■ EXERCISE AIM:
Nothing but the lines below between the line holding "#[derive(Component, Debug, Clone, Copy)]" and the line holding "let material = materials.add(StandardMaterial", inclusive, should appear in the answer, each set down exactly.

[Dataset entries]

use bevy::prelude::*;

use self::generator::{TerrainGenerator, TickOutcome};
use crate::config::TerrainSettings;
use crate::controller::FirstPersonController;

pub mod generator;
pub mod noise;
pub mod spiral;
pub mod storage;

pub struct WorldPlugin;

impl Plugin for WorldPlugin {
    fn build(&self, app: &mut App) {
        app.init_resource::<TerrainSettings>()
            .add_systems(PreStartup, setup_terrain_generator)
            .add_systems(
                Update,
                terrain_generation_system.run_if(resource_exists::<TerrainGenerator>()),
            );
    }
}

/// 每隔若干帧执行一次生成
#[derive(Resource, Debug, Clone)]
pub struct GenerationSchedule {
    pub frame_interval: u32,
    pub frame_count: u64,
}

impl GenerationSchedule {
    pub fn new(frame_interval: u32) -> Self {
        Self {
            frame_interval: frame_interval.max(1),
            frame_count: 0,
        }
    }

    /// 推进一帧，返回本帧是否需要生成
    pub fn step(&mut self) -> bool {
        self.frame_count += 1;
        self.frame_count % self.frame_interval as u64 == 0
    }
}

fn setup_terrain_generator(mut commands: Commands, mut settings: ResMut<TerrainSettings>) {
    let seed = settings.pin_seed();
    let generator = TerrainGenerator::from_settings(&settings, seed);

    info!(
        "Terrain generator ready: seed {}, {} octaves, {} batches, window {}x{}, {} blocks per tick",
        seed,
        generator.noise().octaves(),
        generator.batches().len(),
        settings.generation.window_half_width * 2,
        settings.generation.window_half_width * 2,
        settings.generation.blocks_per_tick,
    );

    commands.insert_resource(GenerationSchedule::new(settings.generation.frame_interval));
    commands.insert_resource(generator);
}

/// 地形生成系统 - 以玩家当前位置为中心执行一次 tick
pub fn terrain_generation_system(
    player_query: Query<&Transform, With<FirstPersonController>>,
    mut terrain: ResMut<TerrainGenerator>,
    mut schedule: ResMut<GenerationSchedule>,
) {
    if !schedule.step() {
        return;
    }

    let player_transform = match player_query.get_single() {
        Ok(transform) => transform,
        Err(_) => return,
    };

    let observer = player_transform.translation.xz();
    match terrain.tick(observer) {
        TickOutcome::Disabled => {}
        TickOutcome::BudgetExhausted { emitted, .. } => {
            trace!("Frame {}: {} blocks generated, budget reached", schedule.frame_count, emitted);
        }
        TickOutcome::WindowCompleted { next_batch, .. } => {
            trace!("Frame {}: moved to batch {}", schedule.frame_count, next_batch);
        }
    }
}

--

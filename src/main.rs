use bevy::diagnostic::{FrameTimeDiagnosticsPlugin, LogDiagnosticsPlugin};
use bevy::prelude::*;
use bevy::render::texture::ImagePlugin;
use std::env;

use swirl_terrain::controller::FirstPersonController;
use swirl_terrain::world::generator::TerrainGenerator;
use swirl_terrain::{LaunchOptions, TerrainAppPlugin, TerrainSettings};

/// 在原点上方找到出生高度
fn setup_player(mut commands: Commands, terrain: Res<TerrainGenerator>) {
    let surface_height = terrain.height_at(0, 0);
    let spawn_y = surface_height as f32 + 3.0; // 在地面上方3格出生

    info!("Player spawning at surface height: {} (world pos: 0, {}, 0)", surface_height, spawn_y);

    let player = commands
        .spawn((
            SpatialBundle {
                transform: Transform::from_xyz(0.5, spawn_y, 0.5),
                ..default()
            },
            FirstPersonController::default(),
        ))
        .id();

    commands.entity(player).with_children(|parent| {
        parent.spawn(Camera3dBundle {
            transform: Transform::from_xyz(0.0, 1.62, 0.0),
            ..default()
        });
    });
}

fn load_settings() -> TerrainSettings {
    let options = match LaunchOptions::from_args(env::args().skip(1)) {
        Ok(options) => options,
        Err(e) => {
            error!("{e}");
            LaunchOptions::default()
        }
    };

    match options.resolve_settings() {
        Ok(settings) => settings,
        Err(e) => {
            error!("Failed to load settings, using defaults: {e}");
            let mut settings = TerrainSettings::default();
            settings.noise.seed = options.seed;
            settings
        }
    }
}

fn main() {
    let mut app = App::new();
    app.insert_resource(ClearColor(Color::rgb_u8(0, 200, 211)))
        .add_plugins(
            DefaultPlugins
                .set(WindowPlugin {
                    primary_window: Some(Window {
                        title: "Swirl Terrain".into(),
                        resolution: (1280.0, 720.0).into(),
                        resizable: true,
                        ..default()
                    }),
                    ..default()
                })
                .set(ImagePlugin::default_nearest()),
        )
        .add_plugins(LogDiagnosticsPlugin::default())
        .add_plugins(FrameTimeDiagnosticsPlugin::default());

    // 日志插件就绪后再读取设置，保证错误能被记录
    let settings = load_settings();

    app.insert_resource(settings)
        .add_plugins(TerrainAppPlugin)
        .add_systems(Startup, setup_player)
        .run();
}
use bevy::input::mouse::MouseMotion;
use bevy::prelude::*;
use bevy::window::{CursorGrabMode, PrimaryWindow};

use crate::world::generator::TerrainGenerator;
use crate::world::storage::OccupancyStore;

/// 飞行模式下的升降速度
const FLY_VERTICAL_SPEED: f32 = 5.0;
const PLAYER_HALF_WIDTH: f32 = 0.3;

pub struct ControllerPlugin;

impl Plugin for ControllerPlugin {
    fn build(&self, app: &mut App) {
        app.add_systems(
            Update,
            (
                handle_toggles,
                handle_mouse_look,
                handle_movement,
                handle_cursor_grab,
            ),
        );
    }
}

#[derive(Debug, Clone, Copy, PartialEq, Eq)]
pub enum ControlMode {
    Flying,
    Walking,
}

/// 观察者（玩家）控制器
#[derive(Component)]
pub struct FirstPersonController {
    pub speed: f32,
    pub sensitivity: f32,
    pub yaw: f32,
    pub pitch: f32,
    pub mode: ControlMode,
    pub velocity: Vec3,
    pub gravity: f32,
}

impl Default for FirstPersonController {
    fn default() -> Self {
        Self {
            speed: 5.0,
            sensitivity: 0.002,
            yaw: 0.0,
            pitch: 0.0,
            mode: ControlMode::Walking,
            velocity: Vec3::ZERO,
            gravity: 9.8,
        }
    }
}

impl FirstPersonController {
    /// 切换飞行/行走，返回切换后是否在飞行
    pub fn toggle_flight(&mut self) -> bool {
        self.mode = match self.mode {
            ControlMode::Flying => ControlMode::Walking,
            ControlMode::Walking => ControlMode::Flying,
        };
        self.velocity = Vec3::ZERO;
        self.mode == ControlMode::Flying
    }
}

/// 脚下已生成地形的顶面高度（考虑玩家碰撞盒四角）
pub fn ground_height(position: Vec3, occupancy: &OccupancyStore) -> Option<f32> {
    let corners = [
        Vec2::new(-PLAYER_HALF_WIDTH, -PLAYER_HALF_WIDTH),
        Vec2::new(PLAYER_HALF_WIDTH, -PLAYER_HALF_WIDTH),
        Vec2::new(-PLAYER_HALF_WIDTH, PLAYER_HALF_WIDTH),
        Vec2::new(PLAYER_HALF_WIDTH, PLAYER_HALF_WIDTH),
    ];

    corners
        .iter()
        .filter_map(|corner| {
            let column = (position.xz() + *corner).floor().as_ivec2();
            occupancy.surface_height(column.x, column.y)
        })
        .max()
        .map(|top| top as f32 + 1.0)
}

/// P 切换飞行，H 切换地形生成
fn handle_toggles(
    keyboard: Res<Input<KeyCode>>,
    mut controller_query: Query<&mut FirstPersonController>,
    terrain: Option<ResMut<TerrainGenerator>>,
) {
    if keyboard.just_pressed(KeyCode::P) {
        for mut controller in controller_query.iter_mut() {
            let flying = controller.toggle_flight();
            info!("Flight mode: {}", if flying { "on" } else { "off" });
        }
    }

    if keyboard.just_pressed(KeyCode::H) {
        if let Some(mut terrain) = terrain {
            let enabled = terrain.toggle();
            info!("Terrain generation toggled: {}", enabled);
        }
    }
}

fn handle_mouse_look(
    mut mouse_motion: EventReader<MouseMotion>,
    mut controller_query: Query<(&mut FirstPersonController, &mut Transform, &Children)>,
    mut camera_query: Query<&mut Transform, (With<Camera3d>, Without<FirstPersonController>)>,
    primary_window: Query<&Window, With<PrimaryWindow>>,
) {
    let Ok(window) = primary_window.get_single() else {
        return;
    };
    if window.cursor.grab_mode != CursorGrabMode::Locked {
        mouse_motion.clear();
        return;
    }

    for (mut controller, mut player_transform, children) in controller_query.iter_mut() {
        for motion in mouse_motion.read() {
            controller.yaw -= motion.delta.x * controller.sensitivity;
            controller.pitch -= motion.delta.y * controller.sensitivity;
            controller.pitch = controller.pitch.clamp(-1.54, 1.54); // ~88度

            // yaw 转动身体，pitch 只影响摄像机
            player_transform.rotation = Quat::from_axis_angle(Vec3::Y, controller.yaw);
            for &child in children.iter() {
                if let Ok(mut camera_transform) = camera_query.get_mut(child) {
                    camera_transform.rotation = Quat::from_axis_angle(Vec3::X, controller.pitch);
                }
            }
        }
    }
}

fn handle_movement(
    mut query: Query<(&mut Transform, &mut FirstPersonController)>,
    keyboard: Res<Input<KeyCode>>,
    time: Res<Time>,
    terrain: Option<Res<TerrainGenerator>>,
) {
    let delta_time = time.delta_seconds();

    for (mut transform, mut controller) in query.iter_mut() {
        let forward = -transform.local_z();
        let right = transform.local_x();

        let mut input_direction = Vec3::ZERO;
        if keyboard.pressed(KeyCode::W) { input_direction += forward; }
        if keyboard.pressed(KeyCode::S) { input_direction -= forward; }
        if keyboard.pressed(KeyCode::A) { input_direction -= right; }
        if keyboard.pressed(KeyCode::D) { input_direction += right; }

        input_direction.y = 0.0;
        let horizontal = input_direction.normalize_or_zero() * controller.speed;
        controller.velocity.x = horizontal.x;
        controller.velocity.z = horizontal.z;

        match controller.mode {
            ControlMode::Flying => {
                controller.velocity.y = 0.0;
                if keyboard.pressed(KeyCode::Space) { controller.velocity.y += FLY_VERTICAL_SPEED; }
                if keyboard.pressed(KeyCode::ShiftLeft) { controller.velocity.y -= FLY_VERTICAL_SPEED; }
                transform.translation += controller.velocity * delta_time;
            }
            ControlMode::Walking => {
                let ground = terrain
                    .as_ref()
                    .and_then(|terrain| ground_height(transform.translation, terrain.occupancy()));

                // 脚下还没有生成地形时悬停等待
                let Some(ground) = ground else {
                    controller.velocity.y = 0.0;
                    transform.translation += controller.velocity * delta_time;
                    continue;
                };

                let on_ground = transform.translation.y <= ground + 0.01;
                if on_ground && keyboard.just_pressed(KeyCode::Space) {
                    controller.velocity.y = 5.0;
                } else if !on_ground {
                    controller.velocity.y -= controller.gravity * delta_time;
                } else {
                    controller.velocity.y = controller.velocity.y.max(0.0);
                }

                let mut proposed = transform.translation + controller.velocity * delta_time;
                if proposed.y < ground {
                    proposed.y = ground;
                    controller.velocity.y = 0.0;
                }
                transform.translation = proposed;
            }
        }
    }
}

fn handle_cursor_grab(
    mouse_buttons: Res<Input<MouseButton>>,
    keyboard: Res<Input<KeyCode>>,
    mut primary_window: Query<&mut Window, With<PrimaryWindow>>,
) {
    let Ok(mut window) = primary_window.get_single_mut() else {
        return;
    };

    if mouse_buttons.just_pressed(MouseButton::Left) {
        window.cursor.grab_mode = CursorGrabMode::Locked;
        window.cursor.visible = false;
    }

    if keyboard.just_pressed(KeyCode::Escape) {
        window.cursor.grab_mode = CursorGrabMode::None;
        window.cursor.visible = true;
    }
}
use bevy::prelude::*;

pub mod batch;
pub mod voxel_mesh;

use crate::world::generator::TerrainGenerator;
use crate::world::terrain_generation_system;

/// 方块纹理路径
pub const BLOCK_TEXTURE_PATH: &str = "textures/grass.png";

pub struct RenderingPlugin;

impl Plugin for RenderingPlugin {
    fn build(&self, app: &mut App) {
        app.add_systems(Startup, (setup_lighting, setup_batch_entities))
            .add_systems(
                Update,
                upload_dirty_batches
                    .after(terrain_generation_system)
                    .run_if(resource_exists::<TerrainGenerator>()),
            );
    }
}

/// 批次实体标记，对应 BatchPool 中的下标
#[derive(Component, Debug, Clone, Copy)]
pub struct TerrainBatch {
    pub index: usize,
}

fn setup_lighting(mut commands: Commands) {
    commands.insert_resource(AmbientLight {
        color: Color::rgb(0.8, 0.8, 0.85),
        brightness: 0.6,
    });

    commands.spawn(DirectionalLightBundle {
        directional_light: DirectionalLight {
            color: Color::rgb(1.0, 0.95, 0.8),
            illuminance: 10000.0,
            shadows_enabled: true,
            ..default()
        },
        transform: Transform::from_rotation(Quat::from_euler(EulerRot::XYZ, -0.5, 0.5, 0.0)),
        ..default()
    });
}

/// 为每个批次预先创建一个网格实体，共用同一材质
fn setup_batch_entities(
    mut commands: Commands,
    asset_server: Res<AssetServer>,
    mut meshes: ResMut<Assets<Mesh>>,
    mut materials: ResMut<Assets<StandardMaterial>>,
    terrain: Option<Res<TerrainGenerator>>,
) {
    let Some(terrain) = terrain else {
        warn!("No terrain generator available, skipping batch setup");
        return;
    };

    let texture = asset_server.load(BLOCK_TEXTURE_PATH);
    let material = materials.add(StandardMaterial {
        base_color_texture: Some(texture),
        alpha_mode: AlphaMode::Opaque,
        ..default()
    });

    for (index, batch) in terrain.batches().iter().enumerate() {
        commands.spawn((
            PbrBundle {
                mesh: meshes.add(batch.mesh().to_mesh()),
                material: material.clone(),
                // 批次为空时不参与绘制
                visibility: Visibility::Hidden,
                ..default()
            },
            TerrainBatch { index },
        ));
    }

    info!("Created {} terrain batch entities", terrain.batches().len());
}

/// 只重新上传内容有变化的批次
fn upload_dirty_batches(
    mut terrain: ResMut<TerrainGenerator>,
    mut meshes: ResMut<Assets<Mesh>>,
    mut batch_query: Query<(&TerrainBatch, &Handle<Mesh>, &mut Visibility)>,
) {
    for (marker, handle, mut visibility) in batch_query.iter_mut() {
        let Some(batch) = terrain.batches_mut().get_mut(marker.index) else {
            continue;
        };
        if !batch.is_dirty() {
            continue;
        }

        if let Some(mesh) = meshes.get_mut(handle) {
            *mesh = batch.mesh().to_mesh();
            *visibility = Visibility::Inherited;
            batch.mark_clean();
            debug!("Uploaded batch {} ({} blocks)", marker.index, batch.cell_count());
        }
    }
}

■ SOLUTION TO THIS EXERCISE:
#[derive(Component, Debug, Clone, Copy)]
pub struct TerrainBatch {
    pub index: usize,
}

fn setup_lighting(mut commands: Commands) {
    commands.insert_resource(AmbientLight {
        color: Color::rgb(0.8, 0.8, 0.85),
        brightness: 0.6,
    });

    commands.spawn(DirectionalLightBundle {
        directional_light: DirectionalLight {
            color: Color::rgb(1.0, 0.95, 0.8),
            illuminance: 10000.0,
            shadows_enabled: true,
            ..default()
        },
        transform: Transform::from_rotation(Quat::from_euler(EulerRot::XYZ, -0.5, 0.5, 0.0)),
        ..default()
    });
}

/// 为每个批次预先创建一个网格实体，共用同一材质
fn setup_batch_entities(
    mut commands: Commands,
    asset_server: Res<AssetServer>,
    mut meshes: ResMut<Assets<Mesh>>,
    mut materials: ResMut<Assets<StandardMaterial>>,
    terrain: Option<Res<TerrainGenerator>>,
) {
    let Some(terrain) = terrain else {
        warn!("No terrain generator available, skipping batch setup");
        return;
    };

    let texture = asset_server.load(BLOCK_TEXTURE_PATH);
    let material = materials.add(StandardMaterial {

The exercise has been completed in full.